Kévin Jean, a postdoctoral fellow at the Institut national de la santé et de la recherche médicale (INSERM), presented data from the ANRS-12126 study in Orange Farm, South Africa, which illustrated that male circumcision not only protected men from acquiring HIV, but was also beneficial to their female partners. While VMMC is known to protect against some sexually transmitted infections in both men and women, including herpes simplex virus-2 and human papilloma virus, as well as both genital ulcer disease and genital cancers, protection against HIV in women is not as well characterized. Modelling studies suggest that reduced HIV incidence in men would result in reduced HIV exposure in women, but until now there was no direct evidence that VMMC had a protective effect in women. The Orange Farm study, however, showed that HIV incidence among women who only had sex with circumcised men was reduced by 17% in women aged 15-49 years, and 20% in women aged 15-29 years—a remarkable outcome in a context where HIV prevalence in women 15-45 years is around 32%.

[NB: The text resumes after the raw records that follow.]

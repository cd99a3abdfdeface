//! Structural search over list answers.
//!
//! A filter addresses one member of each list item by a dotted path and
//! compares it against an operand. Comparisons are type strict: a numeric
//! operand only matches numeric members, text only matches text.

use std::fmt;
use std::str::FromStr;

use serde::{Deserialize, Serialize};
use serde_json::Value;
use thiserror::Error;

use crate::{FieldKey, ListItem};

#[derive(Debug, Clone, PartialEq, Eq, Error)]
pub enum FilterError {
    #[error("item path must not be empty")]
    EmptyPath,
    #[error("item path '{0}' has an invalid segment")]
    InvalidPath(String),
    #[error("unknown comparison operator '{0}'; expected one of eq, ne, gt, gte, lt, lte, exists")]
    UnknownOperator(String),
    #[error("operator {0} requires an operand")]
    MissingOperand(CompareOp),
    #[error("operand must be a number, string or boolean (got {0})")]
    UnsupportedOperand(String),
}

#[derive(Debug, Clone, Copy, PartialEq, Eq, Hash, Serialize, Deserialize)]
#[serde(rename_all = "snake_case")]
pub enum CompareOp {
    Eq,
    Ne,
    Gt,
    Gte,
    Lt,
    Lte,
    Exists,
}

impl CompareOp {
    #[must_use]
    pub const fn as_str(self) -> &'static str {
        match self {
            Self::Eq => "eq",
            Self::Ne => "ne",
            Self::Gt => "gt",
            Self::Gte => "gte",
            Self::Lt => "lt",
            Self::Lte => "lte",
            Self::Exists => "exists",
        }
    }

    /// SQL operator for the comparison; `None` for `exists`.
    #[must_use]
    pub const fn sql(self) -> Option<&'static str> {
        match self {
            Self::Eq => Some("="),
            Self::Ne => Some("<>"),
            Self::Gt => Some(">"),
            Self::Gte => Some(">="),
            Self::Lt => Some("<"),
            Self::Lte => Some("<="),
            Self::Exists => None,
        }
    }
}

impl FromStr for CompareOp {
    type Err = FilterError;

    fn from_str(s: &str) -> Result<Self, Self::Err> {
        match s.trim() {
            "eq" | "=" | "==" => Ok(Self::Eq),
            "ne" | "!=" | "<>" => Ok(Self::Ne),
            "gt" | ">" => Ok(Self::Gt),
            "gte" | ">=" => Ok(Self::Gte),
            "lt" | "<" => Ok(Self::Lt),
            "lte" | "<=" => Ok(Self::Lte),
            "exists" => Ok(Self::Exists),
            other => Err(FilterError::UnknownOperator(other.to_owned())),
        }
    }
}

impl fmt::Display for CompareOp {
    fn fmt(&self, f: &mut fmt::Formatter<'_>) -> fmt::Result {
        f.write_str(self.as_str())
    }
}

#[derive(Debug, Clone, PartialEq, Serialize, Deserialize)]
#[serde(untagged)]
pub enum Operand {
    Bool(bool),
    Number(f64),
    Text(String),
}

impl Operand {
    pub fn from_json(value: &Value) -> Result<Self, FilterError> {
        match value {
            Value::Bool(b) => Ok(Self::Bool(*b)),
            Value::Number(n) => n
                .as_f64()
                .map(Self::Number)
                .ok_or_else(|| FilterError::UnsupportedOperand(n.to_string())),
            Value::String(s) => Ok(Self::Text(s.clone())),
            other => Err(FilterError::UnsupportedOperand(other.to_string())),
        }
    }

    /// Values `json_type()` reports for members comparable with this operand.
    #[must_use]
    pub const fn json_types(&self) -> &'static [&'static str] {
        match self {
            Self::Bool(_) => &["true", "false"],
            Self::Number(_) => &["integer", "real"],
            Self::Text(_) => &["text"],
        }
    }
}

#[derive(Debug, Clone, PartialEq, Serialize, Deserialize)]
pub struct ItemFilter {
    path: String,
    op: CompareOp,
    operand: Option<Operand>,
}

impl ItemFilter {
    pub fn new(path: &str, op: CompareOp, operand: Option<Operand>) -> Result<Self, FilterError> {
        let path = path.trim();
        if path.is_empty() {
            return Err(FilterError::EmptyPath);
        }
        let valid_segment = |segment: &str| {
            !segment.is_empty()
                && segment
                    .chars()
                    .all(|c| c.is_alphanumeric() || matches!(c, '_' | '-'))
        };
        if !path.split('.').all(valid_segment) {
            return Err(FilterError::InvalidPath(path.to_owned()));
        }
        if op != CompareOp::Exists && operand.is_none() {
            return Err(FilterError::MissingOperand(op));
        }
        Ok(Self {
            path: path.to_owned(),
            op,
            operand: if op == CompareOp::Exists { None } else { operand },
        })
    }

    /// Shorthand for `path > value`, the common "any item where quantity > 0" case.
    pub fn greater_than(path: &str, value: f64) -> Result<Self, FilterError> {
        Self::new(path, CompareOp::Gt, Some(Operand::Number(value)))
    }

    #[must_use]
    pub fn path(&self) -> &str {
        &self.path
    }

    #[must_use]
    pub const fn op(&self) -> CompareOp {
        self.op
    }

    #[must_use]
    pub fn operand(&self) -> Option<&Operand> {
        self.operand.as_ref()
    }

    /// SQLite JSON path with every segment quoted, e.g. `$."expenses"."qty"`.
    #[must_use]
    pub fn json_path(&self) -> String {
        let mut out = String::from("$");
        for segment in self.path.split('.') {
            out.push_str(".\"");
            out.push_str(segment);
            out.push('"');
        }
        out
    }
}

/// One list item that satisfied a filter.
#[derive(Debug, Clone, PartialEq, Eq, Serialize)]
pub struct ListItemMatch {
    pub field_key: FieldKey,
    pub index: usize,
    pub item: ListItem,
}
// Spacecraft system telemetry domain model
use serde::Serialize;

/// One gauge's random-walk behaviour: maximum step and clamp band.
#[derive(Debug, Clone, Copy)]
struct Drift {
    span: f64,
    floor: f64,
    ceiling: f64,
}

impl Drift {
    const fn new(span: f64, floor: f64, ceiling: f64) -> Self {
        Self {
            span,
            floor,
            ceiling,
        }
    }

    fn apply(&self, value: f64, unit: f64) -> f64 {
        (value + (unit - 0.5) * self.span).clamp(self.floor, self.ceiling)
    }
}

const CPU: Drift = Drift::new(10.0, 0.0, 100.0);
const MEMORY: Drift = Drift::new(8.0, 0.0, 100.0);
const LATENCY: Drift = Drift::new(20.0, 10.0, 200.0);
const TEMPERATURE: Drift = Drift::new(4.0, 60.0, 80.0);
const BATTERY: Drift = Drift::new(2.0, 0.0, 100.0);
const SIGNAL: Drift = Drift::new(5.0, 0.0, 100.0);

pub const DEFAULT_THRESHOLD: f64 = 80.0;
pub const LATENCY_THRESHOLD: f64 = 100.0;
pub const TEMPERATURE_THRESHOLD: f64 = 75.0;

#[derive(Debug, Clone, Copy, PartialEq, Serialize)]
pub struct SystemMetrics {
    /// Percent.
    pub cpu_usage: f64,
    /// Percent.
    pub memory_usage: f64,
    /// Milliseconds.
    pub network_latency: f64,
    /// Degrees Fahrenheit.
    pub temperature: f64,
    /// Percent.
    pub battery_level: f64,
    /// Percent.
    pub signal_strength: f64,
}

impl Default for SystemMetrics {
    fn default() -> Self {
        Self {
            cpu_usage: 75.0,
            memory_usage: 60.0,
            network_latency: 45.0,
            temperature: 68.0,
            battery_level: 85.0,
            signal_strength: 92.0,
        }
    }
}

impl SystemMetrics {
    /// Next reading of the random walk. `next_unit` must yield values in `[0, 1)`.
    pub fn drifted(&self, mut next_unit: impl FnMut() -> f64) -> Self {
        Self {
            cpu_usage: CPU.apply(self.cpu_usage, next_unit()),
            memory_usage: MEMORY.apply(self.memory_usage, next_unit()),
            network_latency: LATENCY.apply(self.network_latency, next_unit()),
            temperature: TEMPERATURE.apply(self.temperature, next_unit()),
            battery_level: BATTERY.apply(self.battery_level, next_unit()),
            signal_strength: SIGNAL.apply(self.signal_strength, next_unit()),
        }
    }

    /// Temperature mapped onto a 0-100 gauge over its 60-80 °F band.
    pub fn temperature_gauge(&self) -> f64 {
        (self.temperature - TEMPERATURE.floor) * 5.0
    }
}

#[derive(Debug, Clone, Copy, PartialEq, Eq, Serialize)]
#[serde(rename_all = "lowercase")]
pub enum StatusLevel {
    Nominal,
    Warning,
    Critical,
}

impl StatusLevel {
    pub fn classify(value: f64, threshold: f64) -> Self {
        if value >= threshold {
            StatusLevel::Critical
        } else if value >= threshold * 0.7 {
            StatusLevel::Warning
        } else {
            StatusLevel::Nominal
        }
    }
}
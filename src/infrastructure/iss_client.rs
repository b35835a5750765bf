// ISS position feed
use crate::application::panel_source::PanelSource;
use crate::domain::error::PanelError;
use crate::domain::iss::{IssNowResponse, IssPosition};
use crate::domain::snapshot::DataOrigin;
use crate::infrastructure::http_client::JsonClient;
use async_trait::async_trait;

#[derive(Debug, Clone)]
pub struct IssSource {
    http: JsonClient,
    url: String,
}

impl IssSource {
    pub fn new(http: JsonClient, url: impl Into<String>) -> Self {
        Self {
            http,
            url: url.into(),
        }
    }
}

#[async_trait]
impl PanelSource for IssSource {
    type Param = ();
    type Payload = IssPosition;

    fn name(&self) -> &'static str {
        "iss"
    }

    fn origin(&self) -> DataOrigin {
        DataOrigin::Remote
    }

    async fn retrieve(&self, _: &()) -> Result<IssPosition, PanelError> {
        let raw: IssNowResponse = self.http.get_json("ISS position", &self.url, &self.url).await?;
        IssPosition::try_from(raw)
    }
}
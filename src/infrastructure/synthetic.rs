// Synthetic panel sources - locally generated stand-ins for unavailable feeds
use crate::application::date_navigation::today;
use crate::application::panel_source::PanelSource;
use crate::domain::error::PanelError;
use crate::domain::mars_weather::{MarsWeather, TemperatureRange};
use crate::domain::snapshot::DataOrigin;
use crate::domain::telemetry::SystemMetrics;
use async_trait::async_trait;
use rand::rngs::StdRng;
use rand::{Rng, SeedableRng};
use tokio::sync::Mutex;

const SEASON: &str = "Late Northern Spring";

/// Fresh, independent Mars weather on every call. Nothing carries over
/// between readings.
pub struct MarsWeatherGenerator {
    rng: Mutex<StdRng>,
}

impl MarsWeatherGenerator {
    pub fn new() -> Self {
        Self::from_rng(StdRng::from_os_rng())
    }

    #[cfg(test)]
    pub fn with_seed(seed: u64) -> Self {
        Self::from_rng(StdRng::seed_from_u64(seed))
    }

    fn from_rng(rng: StdRng) -> Self {
        Self {
            rng: Mutex::new(rng),
        }
    }
}

impl Default for MarsWeatherGenerator {
    fn default() -> Self {
        Self::new()
    }
}

fn generate_weather(rng: &mut impl Rng) -> MarsWeather {
    let mut band = |base: f64, width: f64| base + rng.random::<f64>() * width;
    let temperature = TemperatureRange {
        min: band(-85.0, 10.0),
        max: band(-15.0, 10.0),
        average: band(-50.0, 10.0),
    };
    let pressure = band(700.0, 100.0);
    let wind_speed = band(5.0, 15.0);
    MarsWeather {
        sol: 4000 + rng.random_range(0..100),
        temperature,
        pressure,
        wind_speed,
        season: SEASON.to_string(),
        earth_date: today(),
    }
}

#[async_trait]
impl PanelSource for MarsWeatherGenerator {
    type Param = ();
    type Payload = MarsWeather;

    fn name(&self) -> &'static str {
        "mars-weather"
    }

    fn origin(&self) -> DataOrigin {
        DataOrigin::Synthetic
    }

    async fn retrieve(&self, _: &()) -> Result<MarsWeather, PanelError> {
        let mut rng = self.rng.lock().await;
        Ok(generate_weather(&mut *rng))
    }
}

struct Walk {
    rng: StdRng,
    last: Option<SystemMetrics>,
}

/// Spacecraft system metrics as a bounded random walk. The first reading is
/// the nominal seed; the walk survives panel remounts.
pub struct TelemetryGenerator {
    walk: Mutex<Walk>,
}

impl TelemetryGenerator {
    pub fn new() -> Self {
        Self::from_rng(StdRng::from_os_rng())
    }

    #[cfg(test)]
    pub fn with_seed(seed: u64) -> Self {
        Self::from_rng(StdRng::seed_from_u64(seed))
    }

    fn from_rng(rng: StdRng) -> Self {
        Self {
            walk: Mutex::new(Walk { rng, last: None }),
        }
    }
}

impl Default for TelemetryGenerator {
    fn default() -> Self {
        Self::new()
    }
}

#[async_trait]
impl PanelSource for TelemetryGenerator {
    type Param = ();
    type Payload = SystemMetrics;

    fn name(&self) -> &'static str {
        "telemetry"
    }

    fn origin(&self) -> DataOrigin {
        DataOrigin::Synthetic
    }

    async fn retrieve(&self, _: &()) -> Result<SystemMetrics, PanelError> {
        let mut walk = self.walk.lock().await;
        let Walk { rng, last } = &mut *walk;
        let next = match last {
            Some(previous) => previous.drifted(|| rng.random::<f64>()),
            None => SystemMetrics::default(),
        };
        *last = Some(next);
        Ok(next)
    }
}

In a related presentation, Jillian Pintye, an epidemiologist at the Washington State Department of Health Refugee Health Program, reported on new data from the Partners PrEP study, which involved heterosexual, mostly married, serodiscordant couples (in which one partner is HIV infected and the other isn’t) in Africa. This data showed male circumcision is also protective against syphilis. She reported that syphilis incidence in participants was a statistically significant 42% lower in circumcised men. When stratified by HIV infection status, the researchers found a significant risk reduction of 62% among HIV-infected men, and a similar non-significant trend among HIV-uninfected men. In women, there was a statistically significant 59% risk reduction of acquiring syphilis associated with having a circumcised male partner. In sub-group analyses, there was a 48% risk reduction associated with having a circumcised male partner among HIV-infected women, and a 75% risk reduction among HIV-uninfected women. These results confirm the additional preventive health benefits that are associated with VMMC.

Neil McKellar-Stewart is HIV Health Promotion Officer at ACON (AIDS Council of New South Wales) and an active member of the National Association of People with HIV Australia Treatment Officers Network. He is a community representative on the Australasian Society of HIV Medicine Sub-Committee for Guidance in HIV Management in Australia.